D - more or less power than C++?
Walter Bright
newshound at digitalmars.com
Fri Mar 3 17:19:27 PST 2006
"Andrew Fedoniouk" <news at terrainformatica.com> wrote in message
news:duajvt$1re3$1 at digitaldaemon.com...
>> What does D have to do to have more power than C++?
> 1) C++ has ctors/dtors for stack allocated objects. This problem
> is known in D as luck of struct ctor/dtor.
The following:
auto Foo f = new Foo();
has ctor/dtor semantics. It isn't allocated on the stack at the moment, but
there is no semantic reason why it couldn't be. Allocating it on the heap is
an artifact of dmd, and not of the language.
> 2) C++/C both have const.
>
> These two are corner stones in C++ (among others).
> The whole std:: namespace without them is just impossible.
>
> I cannot imagine serious *library* design without 'const' for example.
> Library here means design of robust code used by millions.
> Phobos imho will never be considered as something rock-solid without
> 'const'.
I don't really understand this, as many languages have serious libraries
without const - such as Java, Python, C#, etc.
> E.g.

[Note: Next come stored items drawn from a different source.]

//! Reading the outputs a task script declares.
//!
//! A script `<stem>.<ext>` declares its outputs either in a sidecar file
//! `<stem>.outputs.json` (a JSON array of paths) or, failing that, on its
//! last line:
//!
//! ```text
//! outputs = ["a.csv", 'b.csv']          # .py, and the last cell of an .ipynb
//! outputs=(a.csv "b c.csv" 'd.csv')     # .sh
//! ```
//!
//! Declarations are parsed as literals. Scripts are never run.

use std::path::Path;

use datablocks_catalog::layout::outputs_sidecar;
use datablocks_catalog::materialize::INCOMPLETE_MARKER;
use serde::Deserialize;

use crate::error::OutputParseError;

/// Task script flavours the workflow knows how to run.
#[derive(Debug, Clone, Copy, PartialEq, Eq, Hash)]
pub enum ScriptKind {
    Python,
    Shell,
    Notebook,
}

impl ScriptKind {
    pub fn from_path(path: &Path) -> Option<Self> {
        match path.extension()?.to_str()? {
            "py" => Some(Self::Python),
            "sh" => Some(Self::Shell),
            "ipynb" => Some(Self::Notebook),
            _ => None,
        }
    }
}

/// Outputs declared by `script`, sidecar first.
pub fn declared_outputs(script: &Path) -> Result<Vec<String>, OutputParseError> {
    let sidecar = outputs_sidecar(script);
    if sidecar.is_file() {
        let contents = std::fs::read_to_string(&sidecar)?;
        return serde_json::from_str(&contents).map_err(OutputParseError::Sidecar);
    }

    let kind = ScriptKind::from_path(script).ok_or(OutputParseError::UnsupportedScript)?;
    let source = script_source(script, kind)?;
    let last = source
        .lines()
        .rev()
        .find(|l| !l.trim().is_empty())
        .ok_or(OutputParseError::Empty)?;

    match kind {
        ScriptKind::Python | ScriptKind::Notebook => parse_python_declaration(last),
        ScriptKind::Shell => parse_shell_declaration(last),
    }
}

/// True when the script still starts with the stub marker written at
/// materialization time.
pub fn is_incomplete(script: &Path) -> Result<bool, OutputParseError> {
    let kind = ScriptKind::from_path(script).ok_or(OutputParseError::UnsupportedScript)?;
    let source = match kind {
        ScriptKind::Notebook => first_cell_source(script)?,
        _ => std::fs::read_to_string(script)?,
    };
    Ok(source
        .lines()
        .next()
        .is_some_and(|l| l.trim_start().starts_with(INCOMPLETE_MARKER)))
}

// ── Source extraction ───────────────────────────────────────────────────────

#[derive(Deserialize)]
struct Notebook {
    #[serde(default)]
    cells: Vec<Cell>,
}

#[derive(Deserialize)]
struct Cell {
    #[serde(default)]
    source: CellSource,
}

/// nbformat allows a cell source to be one string or a list of lines.
#[derive(Deserialize)]
#[serde(untagged)]
enum CellSource {
    Text(String),
    Lines(Vec<String>),
}

impl Default for CellSource {
    fn default() -> Self {
        CellSource::Lines(Vec::new())
    }
}

impl CellSource {
    fn into_text(self) -> String {
        match self {
            CellSource::Text(s) => s,
            CellSource::Lines(lines) => lines.concat(),
        }
    }
}

fn read_notebook(path: &Path) -> Result<Notebook, OutputParseError> {
    let contents = std::fs::read_to_string(path)?;
    serde_json::from_str(&contents).map_err(OutputParseError::Notebook)
}

fn script_source(script: &Path, kind: ScriptKind) -> Result<String, OutputParseError> {
    match kind {
        ScriptKind::Notebook => {
            let notebook = read_notebook(script)?;
            Ok(notebook
                .cells
                .into_iter()
                .last()
                .map(|c| c.source.into_text())
                .unwrap_or_default())
        }
        _ => Ok(std::fs::read_to_string(script)?),
    }
}

fn first_cell_source(script: &Path) -> Result<String, OutputParseError> {
    let notebook = read_notebook(script)?;
    Ok(notebook
        .cells
        .into_iter()
        .next()
        .map(|c| c.source.into_text())
        .unwrap_or_default())
}

// ── Declaration parsers ─────────────────────────────────────────────────────

fn is_identifier(s: &str) -> bool {
    let mut chars = s.chars();
    chars
        .next()
        .is_some_and(|c| c.is_alphabetic() || c == '_')
        && chars.all(|c| c.is_alphanumeric() || c == '_')
}

/// `<identifier> = [<string>, ...]`
pub(crate) fn parse_python_declaration(line: &str) -> Result<Vec<String>, OutputParseError> {
    let (lhs, rhs) = line
        .split_once('=')
        .ok_or_else(|| OutputParseError::NotADeclaration(line.trim().to_string()))?;
    if !is_identifier(lhs.trim()) {
        return Err(OutputParseError::NotADeclaration(line.trim().to_string()));
    }
    parse_python_list(rhs.trim())
}

/// A Python list literal whose items are all plain string literals.
fn parse_python_list(src: &str) -> Result<Vec<String>, OutputParseError> {
    let inner = src
        .strip_prefix('[')
        .and_then(|s| s.strip_suffix(']'))
        .ok_or_else(|| OutputParseError::malformed(format!("expected [...], got {src}")))?;

    let mut items = Vec::new();
    let mut chars = inner.chars().peekable();
    loop {
        while chars.peek().is_some_and(|c| c.is_whitespace()) {
            chars.next();
        }
        let Some(quote) = chars.next() else { break };
        if quote != '"' && quote != '\'' {
            return Err(OutputParseError::malformed(format!(
                "expected a string literal, found {quote:?}"
            )));
        }

        let mut item = String::new();
        loop {
            match chars.next() {
                None => return Err(OutputParseError::malformed("unterminated string")),
                Some(c) if c == quote => break,
                Some('\\') => match chars.next() {
                    Some('n') => item.push('\n'),
                    Some('t') => item.push('\t'),
                    Some(c @ ('\\' | '\'' | '"')) => item.push(c),
                    Some(c) => {
                        item.push('\\');
                        item.push(c);
                    }
                    None => return Err(OutputParseError::malformed("unterminated string")),
                },
                Some(c) => item.push(c),
            }
        }
        items.push(item);

        while chars.peek().is_some_and(|c| c.is_whitespace()) {
            chars.next();
        }
        match chars.next() {
            None => break,
            Some(',') => continue,
            Some(c) => {
                return Err(OutputParseError::malformed(format!(
                    "expected ',' between items, found {c:?}"
                )));
            }
        }
    }
    Ok(items)
}

/// `NAME=(word word ...)`, words optionally single- or double-quoted.
pub(crate) fn parse_shell_declaration(line: &str) -> Result<Vec<String>, OutputParseError> {
    let trimmed = line.trim();
    let (name, rest) = trimmed
        .split_once('=')
        .ok_or_else(|| OutputParseError::NotADeclaration(trimmed.to_string()))?;
    if !is_identifier(name) {
        return Err(OutputParseError::NotADeclaration(trimmed.to_string()));
    }
    let body = rest
        .strip_prefix('(')
        .and_then(|s| s.strip_suffix(')'))
        .ok_or_else(|| OutputParseError::malformed(format!("expected (...), got {rest}")))?;
    shell_words(body)
}

fn shell_words(src: &str) -> Result<Vec<String>, OutputParseError> {
    let mut words = Vec::new();
    let mut current = String::new();
    let mut in_word = false;
    let mut chars = src.chars();

    while let Some(c) = chars.next() {
        match c {
            c if c.is_whitespace() => {
                if in_word {
                    words.push(std::mem::take(&mut current));
                    in_word = false;
                }
            }
            '\'' => {
                in_word = true;
                loop {
                    match chars.next() {
                        Some('\'') => break,
                        Some(c) => current.push(c),
                        None => return Err(OutputParseError::malformed("unterminated ' quote")),
                    }
                }
            }
            '"' => {
                in_word = true;
                loop {
                    match chars.next() {
                        Some('"') => break,
                        Some('\\') => match chars.next() {
                            Some(c @ ('"' | '\\' | '$' | '`')) => current.push(c),
                            Some(c) => {
                                current.push('\\');
                                current.push(c);
                            }
                            None => return Err(OutputParseError::malformed("unterminated \" quote")),
                        },
                        Some(c) => current.push(c),
                        None => return Err(OutputParseError::malformed("unterminated \" quote")),
                    }
                }
            }
            '\\' => {
                in_word = true;
                if let Some(next) = chars.next() {
                    current.push(next);
                }
            }
            c => {
                in_word = true;
                current.push(c);
            }
        }
    }
    if in_word {
        words.push(current);
    }
    Ok(words)
}

#[cfg(test)]
#[path = "tests/outputs_tests.rs"]
mod tests;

I have tried three or four different approaches
> to reproduce string value type in D. Just no way.
> Everything what I've seen so far is non-comparable
> with even std:string and I am yet silent about .NET and Java.
I don't understand what you mean.
> Big picture: templates (at some extent) and
> definitely delegates are superior in D than in C++.
> Other features are more or less elegantly reproducible in C++.
Try doing nested functions elegantly in C++ <g>.
> D used to have clean,consistent and simple syntax and execution model
> (e.g. GC "from the shelf") but holes 1) and 2) on the bottom of this ship
> are just shining.
I'm not sure why (1) and (2) didn't exist in the way D used to be.